## Task goal
Give the number of lines in the material below that include "impl", and write nothing else.

----

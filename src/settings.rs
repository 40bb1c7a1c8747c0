//! Simulation settings
//!
//! Stand-in for the demo's widget state. Loaded from and saved to JSON.

use std::fs;
use std::path::Path;

use serde::{Deserialize, Serialize};
use thiserror::Error;

use crate::consts::*;
use crate::error::SimError;
use crate::sim::{self, BoundaryType, Direction, Plate, Simulation};

/// Errors from loading, saving or applying settings
#[derive(Error, Debug)]
pub enum SettingsError {
    #[error("I/O error: {0}")]
    Io(#[from] std::io::Error),
    #[error("invalid settings JSON: {0}")]
    Json(#[from] serde_json::Error),
    #[error(transparent)]
    Invalid(#[from] SimError),
}

/// Parameters for one plate-boundary run
#[derive(Debug, Clone, PartialEq, Serialize, Deserialize)]
#[serde(default)]
pub struct SimSettings {
    // === Plate 1 ===
    pub speed1: f64,
    pub direction1: Direction,
    pub initial_position1: f64,

    // === Plate 2 ===
    pub speed2: f64,
    pub direction2: Direction,
    pub initial_position2: f64,

    /// Shared plate extent (contact threshold)
    pub plate_length: f64,
    pub boundary: BoundaryType,

    // === Resolution ===
    pub frame_count: usize,
    pub dt: f64,
}

impl Default for SimSettings {
    fn default() -> Self {
        Self {
            speed1: 5.0,
            direction1: Direction::Rightward,
            initial_position1: 0.0,

            speed2: 5.0,
            direction2: Direction::Leftward,
            initial_position2: 10.0,

            plate_length: DEFAULT_PLATE_LENGTH,
            boundary: BoundaryType::Convergent,

            frame_count: DEFAULT_FRAME_COUNT,
            dt: DEFAULT_DT,
        }
    }
}

impl SimSettings {
    pub fn plate1(&self) -> Plate {
        Plate::new(
            self.speed1,
            self.direction1,
            self.initial_position1,
            self.plate_length,
        )
    }

    pub fn plate2(&self) -> Plate {
        Plate::new(
            self.speed2,
            self.direction2,
            self.initial_position2,
            self.plate_length,
        )
    }

    /// Whether both speeds sit inside the demo slider range
    pub fn within_ui_bounds(&self) -> bool {
        let in_range = |s: f64| (0.0..=MAX_UI_SPEED).contains(&s);
        in_range(self.speed1) && in_range(self.speed2)
    }

    /// Run the engine with these settings
    pub fn simulate(&self) -> Result<Simulation, SimError> {
        if !self.within_ui_bounds() {
            log::warn!(
                "Speeds ({}, {}) outside slider range 0..={}",
                self.speed1,
                self.speed2,
                MAX_UI_SPEED
            );
        }
        sim::simulate(
            &self.plate1(),
            &self.plate2(),
            self.boundary,
            self.frame_count,
            self.dt,
        )
    }

    pub fn from_json(json: &str) -> Result<Self, SettingsError> {
        Ok(serde_json::from_str(json)?)
    }

    pub fn to_json(&self) -> Result<String, SettingsError> {
        Ok(serde_json::to_string_pretty(self)?)
    }

    /// Load settings from a JSON file
    pub fn load(path: &Path) -> Result<Self, SettingsError> {
        let json = fs::read_to_string(path)?;
        let settings = Self::from_json(&json)?;
        log::info!("Loaded settings from {}", path.display());
        Ok(settings)
    }

    /// Save settings to a JSON file
    pub fn save(&self, path: &Path) -> Result<(), SettingsError> {
        fs::write(path, self.to_json()?)?;
        log::info!("Settings saved to {}", path.display());
        Ok(())
    }
}

#[cfg(test)]
mod tests {
    use super::*;

    #[test]
    fn test_default_is_head_on_collision() {
        let settings = SimSettings::default();
        assert!(settings.within_ui_bounds());
        assert_eq!(settings.plate1().velocity(), 5.0);
        assert_eq!(settings.plate2().velocity(), -5.0);

        let sim = settings.simulate().unwrap();
        assert_eq!(sim.len(), DEFAULT_FRAME_COUNT);
        assert_eq!(sim.boundary, BoundaryType::Convergent);
        assert!(sim.contact_frame().is_some());
    }

    #[test]
    fn test_partial_json_uses_defaults() {
        let settings =
            SimSettings::from_json(r#"{ "speed1": 2.5, "boundary": "Transform" }"#).unwrap();
        assert_eq!(settings.speed1, 2.5);
        assert_eq!(settings.boundary, BoundaryType::Transform);
        assert_eq!(settings.speed2, 5.0);
        assert_eq!(settings.frame_count, DEFAULT_FRAME_COUNT);
    }

    #[test]
    fn test_json_round_trip() {
        let settings = SimSettings {
            direction1: Direction::Leftward,
            frame_count: 7,
            ..Default::default()
        };
        let back = SimSettings::from_json(&settings.to_json().unwrap()).unwrap();
        assert_eq!(back, settings);
    }

    #[test]
    fn test_bad_json_is_reported() {
        let err = SimSettings::from_json(r#"{ "boundary": "Sideways" }"#).unwrap_err();
        assert!(matches!(err, SettingsError::Json(_)));
    }

    #[test]
    fn test_invalid_parameters_surface() {
        let settings = SimSettings {
            dt: 0.0,
            ..Default::default()
        };
        let err = settings.simulate().unwrap_err();
        assert_eq!(err.parameter(), "dt");

        let wrapped: SettingsError = err.into();
        assert!(wrapped.to_string().contains("dt"));
    }

    #[test]
    fn test_speed_above_slider_still_runs() {
        let settings = SimSettings {
            speed1: 25.0,
            ..Default::default()
        };
        assert!(!settings.within_ui_bounds());
        assert!(settings.simulate().is_ok());
    }

    #[test]
    fn test_save_and_load_file() {
        let path = std::env::temp_dir().join(format!(
            "tectonic_demos_settings_{}.json",
            std::process::id()
        ));
        let settings = SimSettings {
            speed2: 1.25,
            ..Default::default()
        };
        settings.save(&path).unwrap();
        let loaded = SimSettings::load(&path).unwrap();
        let _ = fs::remove_file(&path);
        assert_eq!(loaded, settings);

        let missing = SimSettings::load(Path::new("/nonexistent/tectonic.json")).unwrap_err();
        assert!(matches!(missing, SettingsError::Io(_)));
    }
}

----

## Answer to the exercise
2